Conversely, consolidation can also help point out areas where very little work has been done.  By producing coherent narratives, it becomes easier to identify things that have not been seen in the scholarship of one historical period, but that do exist in another.  This allows historians either to identify that thing in the lacking scholarship, or, failing to find it, to ask “where did this come from (or go)?”  It signals where empirical research is necessary.  On a more mundane level, this sort of practice would also help link the concerns of scholars of different eras, and to do so in the most productive ways.
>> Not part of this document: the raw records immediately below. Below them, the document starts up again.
use crate::error::{Result, TenaxError};
use crate::types::Rank;
use std::io::ErrorKind;
use tokio::io::{AsyncReadExt, AsyncWriteExt, Interest, Ready};
use tokio::net::TcpStream;

/// A connection to one neighbouring worker.
///
/// Each link carries two TCP streams: `data` for collective payloads,
/// message-passing words and recovery transfers, and `ctrl` for the reset
/// handshake. The per-operation `size_read`/`size_write` counters are reset
/// before every recovery transfer; `sent_total`/`recv_total` span the life
/// of the streams and let a drained receiver know when it has consumed every
/// byte the peer sent before a reset (the urgent-mark analogue).
pub(crate) struct Link {
    peer: Rank,
    data: TcpStream,
    ctrl: TcpStream,
    size_read: usize,
    size_write: usize,
    sent_total: u64,
    recv_total: u64,
    buffer: Vec<u8>,
    bad: bool,
}

impl Link {
    pub(crate) fn new(peer: Rank, data: TcpStream, ctrl: TcpStream) -> Self {
        Self {
            peer,
            data,
            ctrl,
            size_read: 0,
            size_write: 0,
            sent_total: 0,
            recv_total: 0,
            buffer: Vec::new(),
            bad: false,
        }
    }

    pub(crate) fn peer(&self) -> Rank {
        self.peer
    }

    pub(crate) fn size_read(&self) -> usize {
        self.size_read
    }

    pub(crate) fn size_write(&self) -> usize {
        self.size_write
    }

    pub(crate) fn sent_total(&self) -> u64 {
        self.sent_total
    }

    pub(crate) fn recv_total(&self) -> u64 {
        self.recv_total
    }

    pub(crate) fn buffer_size(&self) -> usize {
        self.buffer.len()
    }

    pub(crate) fn bad_socket(&self) -> bool {
        self.bad
    }

    /// Mark the link unusable. The underlying sockets are actually closed
    /// when the link set is rebuilt and the streams drop.
    pub(crate) fn mark_bad(&mut self) {
        self.bad = true;
    }

    /// Allocate (or re-allocate) the pass-through ring buffer.
    pub(crate) fn init_buffer(&mut self, size: usize) {
        self.buffer.resize(size.max(1), 0);
    }

    /// Reset the per-operation counters. Lifetime totals are preserved.
    pub(crate) fn reset_size(&mut self) {
        self.size_read = 0;
        self.size_write = 0;
    }

    pub(crate) fn link_down_error(&self, reason: impl Into<String>) -> TenaxError {
        TenaxError::link_down(self.peer, reason)
    }

    // ── readiness ───────────────────────────────────────────────────

    pub(crate) async fn data_ready(&self, interest: Interest) -> std::io::Result<Ready> {
        self.data.ready(interest).await
    }

    pub(crate) async fn data_writable(&self) -> std::io::Result<()> {
        self.data.writable().await
    }

    pub(crate) async fn ctrl_readable(&self) -> std::io::Result<()> {
        self.ctrl.readable().await
    }

    pub(crate) async fn ctrl_writable(&self) -> std::io::Result<()> {
        self.ctrl.writable().await
    }

    // ── non-blocking counter-framed data ops ────────────────────────

    /// Read from the data stream into `buf[size_read..max]`, advancing
    /// `size_read`. Returns false when the link is beyond use.
    pub(crate) fn try_read_to_array(&mut self, buf: &mut [u8], max: usize) -> bool {
        if self.bad {
            return false;
        }
        if self.size_read >= max {
            return true;
        }
        match self.data.try_read(&mut buf[self.size_read..max]) {
            Ok(0) => {
                self.bad = true;
                false
            }
            Ok(n) => {
                self.size_read += n;
                self.recv_total += n as u64;
                true
            }
            Err(e) if would_block(&e) => true,
            Err(_) => {
                self.bad = true;
                false
            }
        }
    }

    /// Write `buf[size_write..max]` to the data stream, advancing
    /// `size_write`. Returns false when the link is beyond use.
    pub(crate) fn try_write_from_array(&mut self, buf: &[u8], max: usize) -> bool {
        if self.bad {
            return false;
        }
        if self.size_write >= max {
            return true;
        }
        match self.data.try_write(&buf[self.size_write..max]) {
            Ok(n) => {
                self.size_write += n;
                self.sent_total += n as u64;
                true
            }
            Err(e) if would_block(&e) => true,
            Err(_) => {
                self.bad = true;
                false
            }
        }
    }

    /// Read from the data stream into the ring buffer at offset
    /// `size_read % buffer_size`, never overwriting bytes past
    /// `protect_start` that a requester has not yet consumed, and never
    /// reading past `max_total` payload bytes.
    pub(crate) fn try_read_to_ring_buffer(&mut self, protect_start: usize, max_total: usize) -> bool {
        if self.bad {
            return false;
        }
        let bsz = self.buffer.len();
        debug_assert!(bsz > 0, "ring buffer not allocated");
        let ngap = self.size_read - protect_start;
        assert!(ngap <= bsz, "ring buffer boundary check");
        let offset = self.size_read % bsz;
        let nmax = (bsz - ngap)
            .min(bsz - offset)
            .min(max_total - self.size_read);
        if nmax == 0 {
            return true;
        }
        match self.data.try_read(&mut self.buffer[offset..offset + nmax]) {
            Ok(0) => {
                self.bad = true;
                false
            }
            Ok(n) => {
                self.size_read += n;
                self.recv_total += n as u64;
                true
            }
            Err(e) if would_block(&e) => true,
            Err(_) => {
                self.bad = true;
                false
            }
        }
    }

    /// Contiguous ring-buffer slice starting at `start`.
    pub(crate) fn ring_chunk(&self, start: usize, len: usize) -> &[u8] {
        &self.buffer[start..start + len]
    }

    /// Forward bytes taken from another link's ring buffer, advancing this
    /// link's `size_write`.
    pub(crate) fn try_write_ring(&mut self, chunk: &[u8]) -> bool {
        if self.bad {
            return false;
        }
        match self.data.try_write(chunk) {
            Ok(n) => {
                self.size_write += n;
                self.sent_total += n as u64;
                true
            }
            Err(e) if would_block(&e) => true,
            Err(_) => {
                self.bad = true;
                false
            }
        }
    }

    // ── raw data-stream ops (pointer-managed by the caller) ─────────

    /// Non-blocking read; the caller manages its own progress pointers.
    pub(crate) fn try_read_data(&mut self, buf: &mut [u8]) -> std::io::Result<usize> {
        let n = self.data.try_read(buf)?;
        self.recv_total += n as u64;
        Ok(n)
    }

    /// Non-blocking write; the caller manages its own progress pointers.
    pub(crate) fn try_write_data(&mut self, buf: &[u8]) -> std::io::Result<usize> {
        let n = self.data.try_write(buf)?;
        self.sent_total += n as u64;
        Ok(n)
    }

    /// Read and discard data-stream bytes until the lifetime received total
    /// reaches `limit`. Returns false when the link is beyond use.
    pub(crate) fn try_drain_data(&mut self, limit: u64) -> bool {
        if self.bad {
            return false;
        }
        debug_assert!(!self.buffer.is_empty(), "drain needs the ring buffer");
        let remain = limit.saturating_sub(self.recv_total) as usize;
        if remain == 0 {
            return true;
        }
        let cap = remain.min(self.buffer.len());
        match self.data.try_read(&mut self.buffer[..cap]) {
            Ok(0) => {
                self.bad = true;
                false
            }
            Ok(n) => {
                self.recv_total += n as u64;
                true
            }
            Err(e) if would_block(&e) => true,
            Err(_) => {
                self.bad = true;
                false
            }
        }
    }

    // ── blocking data-stream ops ────────────────────────────────────

    pub(crate) async fn recv_exact(&mut self, buf: &mut [u8]) -> Result<()> {
        match self.data.read_exact(buf).await {
            Ok(_) => {
                self.recv_total += buf.len() as u64;
                Ok(())
            }
            Err(e) => {
                self.bad = true;
                Err(TenaxError::link_down(self.peer, e.to_string()))
            }
        }
    }

    pub(crate) async fn send_exact(&mut self, buf: &[u8]) -> Result<()> {
        match self.data.write_all(buf).await {
            Ok(()) => {
                self.sent_total += buf.len() as u64;
                Ok(())
            }
            Err(e) => {
                self.bad = true;
                Err(TenaxError::link_down(self.peer, e.to_string()))
            }
        }
    }

    /// Blocking single-byte read, used for the in-band reset mark.
    pub(crate) async fn read_data_byte(&mut self) -> Result<u8> {
        let mut b = [0u8; 1];
        self.recv_exact(&mut b).await?;
        Ok(b[0])
    }

    // ── control-stream ops ──────────────────────────────────────────

    pub(crate) fn try_write_ctrl(&mut self, buf: &[u8]) -> std::io::Result<usize> {
        self.ctrl.try_write(buf)
    }

    pub(crate) fn try_read_ctrl(&mut self, buf: &mut [u8]) -> std::io::Result<usize> {
        self.ctrl.try_read(buf)
    }

    pub(crate) async fn ctrl_send_exact(&mut self, buf: &[u8]) -> Result<()> {
        match self.ctrl.write_all(buf).await {
            Ok(()) => Ok(()),
            Err(e) => {
                self.bad = true;
                Err(TenaxError::link_down(self.peer, e.to_string()))
            }
        }
    }

    pub(crate) async fn ctrl_recv_exact(&mut self, buf: &mut [u8]) -> Result<()> {
        match self.ctrl.read_exact(buf).await {
            Ok(_) => Ok(()),
            Err(e) => {
                self.bad = true;
                Err(TenaxError::link_down(self.peer, e.to_string()))
            }
        }
    }
}

fn would_block(e: &std::io::Error) -> bool {
    matches!(e.kind(), ErrorKind::WouldBlock | ErrorKind::Interrupted)
}

/// Borrow two distinct slice elements mutably, for pass-through forwarding
/// where one link's ring buffer feeds another link's stream.
pub(crate) fn pair_mut<T>(items: &mut [T], a: usize, b: usize) -> (&mut T, &mut T) {
    assert_ne!(a, b, "pass-through source and sink must differ");
    if a < b {
        let (lo, hi) = items.split_at_mut(b);
        (&mut lo[a], &mut hi[0])
    } else {
        let (lo, hi) = items.split_at_mut(a);
        (&mut hi[0], &mut lo[b])
    }
}

#[cfg(test)]
pub(crate) mod testing {
    use super::Link;
    use tokio::net::{TcpListener, TcpStream};

    /// A connected pair of links over localhost; the first end sees peer
    /// rank 1, the second peer rank 0.
    pub(crate) async fn link_pair() -> (Link, Link) {
        let listener = TcpListener::bind("127.0.0.1:0").await.unwrap();
        let addr = listener.local_addr().unwrap();

        let accept = tokio::spawn(async move {
            let (data, _) = listener.accept().await.unwrap();
            let (ctrl, _) = listener.accept().await.unwrap();
            (data, ctrl)
        });

        let data_a = TcpStream::connect(addr).await.unwrap();
        let ctrl_a = TcpStream::connect(addr).await.unwrap();
        let (data_b, ctrl_b) = accept.await.unwrap();

        for s in [&data_a, &ctrl_a, &data_b, &ctrl_b] {
            s.set_nodelay(true).unwrap();
        }

        (Link::new(1, data_a, ctrl_a), Link::new(0, data_b, ctrl_b))
    }
}

#[cfg(test)]
mod tests {
    use super::testing::link_pair;
    use super::*;

    #[tokio::test]
    async fn test_exact_ops_track_totals() {
        let (mut a, mut b) = link_pair().await;
        a.send_exact(&[1, 2, 3, 4]).await.unwrap();
        let mut got = [0u8; 4];
        b.recv_exact(&mut got).await.unwrap();
        assert_eq!(got, [1, 2, 3, 4]);
        assert_eq!(a.sent_total(), 4);
        assert_eq!(b.recv_total(), 4);
    }

    #[tokio::test]
    async fn test_counter_framed_transfer() {
        let (mut a, mut b) = link_pair().await;
        a.reset_size();
        b.reset_size();

        let payload = vec![0xABu8; 4096];
        let mut got = vec![0u8; 4096];
        loop {
            if a.size_write() < payload.len() {
                a.data_writable().await.unwrap();
                assert!(a.try_write_from_array(&payload, payload.len()));
            }
            if b.size_read() < got.len() {
                b.data_ready(Interest::READABLE).await.unwrap();
                assert!(b.try_read_to_array(&mut got, 4096));
            }
            if a.size_write() == payload.len() && b.size_read() == got.len() {
                break;
            }
        }
        assert_eq!(got, payload);
        assert_eq!(b.recv_total(), 4096);
    }

    #[tokio::test]
    async fn test_ring_buffer_respects_protection_window() {
        let (mut a, mut b) = link_pair().await;
        b.init_buffer(8);
        b.reset_size();

        a.send_exact(&[9u8; 64]).await.unwrap();

        // With nothing consumed (protect_start = 0), the ring can absorb at
        // most its capacity even though 64 bytes are in flight.
        loop {
            b.data_ready(Interest::READABLE).await.unwrap();
            assert!(b.try_read_to_ring_buffer(0, 64));
            if b.size_read() == 8 {
                break;
            }
        }
        assert!(b.try_read_to_ring_buffer(0, 64));
        assert_eq!(b.size_read(), 8, "ring must not overwrite unconsumed data");
        assert_eq!(b.ring_chunk(0, 8), &[9u8; 64][..8]);
    }

    #[tokio::test]
    async fn test_zero_read_marks_bad() {
        let (a, mut b) = link_pair().await;
        drop(a);
        let mut got = vec![0u8; 4];
        loop {
            b.data_ready(Interest::READABLE).await.unwrap();
            if !b.try_read_to_array(&mut got, 4) {
                break;
            }
        }
        assert!(b.bad_socket());
    }

    #[test]
    fn test_pair_mut_disjoint() {
        let mut v = vec![1, 2, 3];
        let (x, y) = pair_mut(&mut v, 0, 2);
        *x += 10;
        *y += 20;
        assert_eq!(v, vec![11, 2, 23]);

        let (x, y) = pair_mut(&mut v, 2, 0);
        *x += 100;
        *y += 200;
        assert_eq!(v, vec![211, 2, 123]);
    }
}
The failure to consolidate gains can result in a number of possible historiographical maladies.  The imbalancing of historiography does not, in and of itself, constitute a malady.  A malady is, rather, the production and historiographical retention of claims that would be problematized by unaddressed existing facts or claims—a permanent unbalancing between old and new historiography.  For example, the relative lack of attention to 18th-century natural philosophy is simply a lamentable present historiographical imbalance.  However, the claim by a historian of the 19th or 20th  century that Enlightenment science can be characterized by reference to a belief in knowable a priori truths and the cult of rationality is a historiographical malady: a detailed (or, really, cursory) knowledge of the historiography will permit no such blanket claim.  Similarly, David Edgerton’s piece on the historiographical creation of (and attack on) the “linear model” of R&D is a must-read assault on another persistent historiographical malady (it is #41 here).

The rise of historiographical maladies suggests that if historiography is not recognized explicitly through consolidation, implicit historiography rises to take its place.  An implicit historiography often takes the form of a straw man—it constitutes an assumed body of general knowledge, “what is believed” for which it is easy to provide a “corrective”, to “fill in the much needed gap” (as Peter Galison likes to say), or to otherwise make a positive contribution.  As new works begin to situate themselves around the implicit historiography, older insights may be lost to the archives, and their significance for recent accounts forgotten.  This, I believe, is an operative definition of historiographical atavism.

The consolidation of gains can be achieved by writing works that actively seek out explanatory problematics rather than cleverly dodge them (“this case study is not necessarily representative”, “this is a work of archaeology of a discourse rather than a genealogy of ideas”, etc.—note these things are not to be avoided altogether, but should be used more sparingly than they perhaps are).  We might also make better use of historiographical technologies.  Canons could be proposed and argued over.  Edited volumes might more frequently try to resemble collaborations.  The general history of science and textbook market might be made more competitive.  We might start seeing more review articles.

All of this might depend on the consolidation of gains being better recognized not only as a non-extraneous pursuit, but as an essential scholarly imperative.